Why Do We Kiss With Tongues? The Science and Psychology of French Kissing
Why Do We Like French Kissing?
Sucking face.
Swapping spit.
French kissing is widely regarded as the most passionate, intimate, and erotic style of kissing. But if you stop to think about it, it may sound kind of … disgusting. After all, the human mouth is home to perhaps 1,000 different types of bacteria, and scientists estimate that 80 million bacteria are swapped in one 10-second kiss. So why would anyone want to taste someone else’s dirty tongue?
The mouth is one of the body’s main erogenous zones, and French kissing is the one type of smooch that is reserved for lovers only. Although from afar (and especially during a pandemic), a French kiss might not always sound like a good idea, it’s an extremely popular way to express erotic passion and desire. A French kiss tells someone, “I like you so much I could eat you up!” or “I want you so close that you’re literally inside of me.”

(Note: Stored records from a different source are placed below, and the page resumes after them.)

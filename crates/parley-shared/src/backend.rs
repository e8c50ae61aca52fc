//! Collaborator traits.
//!
//! The client never talks to a concrete platform.  Every external capability
//! (identity, profile rows, message rows, realtime change-feed, object
//! storage, desktop notifications) sits behind one of these traits and is
//! handed to the client explicitly, so tests can substitute fakes.

use std::fmt;

use async_trait::async_trait;
use serde_json::Value;
use tokio::sync::mpsc::error::TryRecvError;
use tokio::sync::{mpsc, watch};

use crate::error::BackendError;
use crate::types::{ConversationKey, Message, MessageId, MessageStatus, NewMessage, Profile, ProfileId, Session};

#[async_trait]
pub trait AuthProvider: Send + Sync {
    /// The current session, if the user is signed in.
    async fn current_session(&self) -> Result<Option<Session>, BackendError>;

    async fn sign_out(&self) -> Result<(), BackendError>;

    /// Session-change notifications.  Dropping the receiver unsubscribes.
    fn watch_session(&self) -> watch::Receiver<Option<Session>>;
}

#[async_trait]
pub trait ProfileStore: Send + Sync {
    async fn list_profiles(&self) -> Result<Vec<Profile>, BackendError>;

    async fn get_profile(&self, id: &ProfileId) -> Result<Profile, BackendError>;

    /// Rename `id` and return the updated row.
    async fn update_username(&self, id: &ProfileId, username: &str) -> Result<Profile, BackendError>;
}

#[async_trait]
pub trait MessageStore: Send + Sync {
    /// All messages between the two participants, oldest first, with the
    /// sender profile joined.
    async fn fetch_conversation(&self, key: &ConversationKey) -> Result<Vec<Message>, BackendError>;

    async fn fetch_message(&self, id: MessageId) -> Result<Message, BackendError>;

    /// Insert and return the stored row (server-assigned id and timestamp).
    async fn insert_message(&self, message: NewMessage) -> Result<Message, BackendError>;

    async fn update_status(&self, id: MessageId, status: MessageStatus) -> Result<Message, BackendError>;
}

#[async_trait]
pub trait ObjectStorage: Send + Sync {
    async fn upload(&self, path: &str, data: &[u8]) -> Result<(), BackendError>;

    async fn create_signed_url(&self, path: &str, ttl_secs: u64) -> Result<String, BackendError>;
}

#[derive(Debug, Clone, Copy, PartialEq, Eq, Hash)]
pub struct SubscriptionId(pub u64);

impl fmt::Display for SubscriptionId {
    fn fmt(&self, f: &mut fmt::Formatter<'_>) -> fmt::Result {
        write!(f, "sub-{}", self.0)
    }
}

/// Channel status reported by the feed.
#[derive(Debug, Clone, PartialEq, Eq)]
pub enum ChannelStatus {
    /// The server acknowledged the subscription.
    Subscribed,
    ChannelError(String),
    TimedOut,
    Closed,
}

/// Events pushed onto a subscription's channel.
#[derive(Debug, Clone, PartialEq)]
pub enum FeedEvent {
    Status(ChannelStatus),
    /// Raw change payload, decoded with [`crate::ChangeEvent::from_json`].
    Change(Value),
}

/// Handle for one open realtime subscription.
///
/// Events arrive on `events` in delivery order.  Dropping the handle closes
/// the receiver; [`RealtimeFeed::unsubscribe`] also tears down the server side.
#[derive(Debug)]
pub struct Subscription {
    pub id: SubscriptionId,
    pub key: ConversationKey,
    pub events: mpsc::Receiver<FeedEvent>,
}

impl Subscription {
    pub async fn recv(&mut self) -> Option<FeedEvent> {
        self.events.recv().await
    }

    /// `Empty` when nothing is queued, `Disconnected` once the feed side
    /// has dropped the channel.
    pub fn try_recv(&mut self) -> Result<FeedEvent, TryRecvError> {
        self.events.try_recv()
    }
}

#[async_trait]
pub trait RealtimeFeed: Send + Sync {
    /// Subscribe to insert/update events on messages of `key`'s pair.
    async fn subscribe(&self, key: &ConversationKey) -> Result<Subscription, BackendError>;

    async fn unsubscribe(&self, id: SubscriptionId) -> Result<(), BackendError>;
}

#[derive(Debug, Clone, Copy, PartialEq, Eq)]
pub enum NotificationPermission {
    /// Not asked yet.
    Default,
    Granted,
    Denied,
}

pub trait Notifier: Send + Sync {
    fn permission(&self) -> NotificationPermission;

    fn request_permission(&self) -> NotificationPermission;

    /// Whether the application window currently has focus.
    fn is_focused(&self) -> bool;

    fn notify(&self, title: &str, body: &str, tag: &str);
}

/// A platform implementing every data collaborator.
pub trait Backend: AuthProvider + ProfileStore + MessageStore + RealtimeFeed + ObjectStorage {}

impl<T> Backend for T where T: AuthProvider + ProfileStore + MessageStore + RealtimeFeed + ObjectStorage {}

In a French kiss, the boundary between you and your partner becomes blurred. It involves penetration and receptivity, vulnerability and assertion. It’s a simple, playful way to test interpersonal chemistry and physical compatibility. Below, you’ll find a list of reasons why people like it so much.
1. Because It Feels Good
According to Sheril Kirshenbaum, who wrote The Science of Kissing: What Our Lips Are Telling Us, the lips are your largest “exposed” erogenous zone (because she assumes you’re wearing pants). Because some people’s mouths have even more nerve endings than the tips of their fingers, they might get even more information and pleasure from kissing than they get from other kinds of touching. And not only is there a huge concentration of nerve endings in your lips, but the lips also have one of the thinnest layers of skin on the body. This means extra-extra, amplified sensation.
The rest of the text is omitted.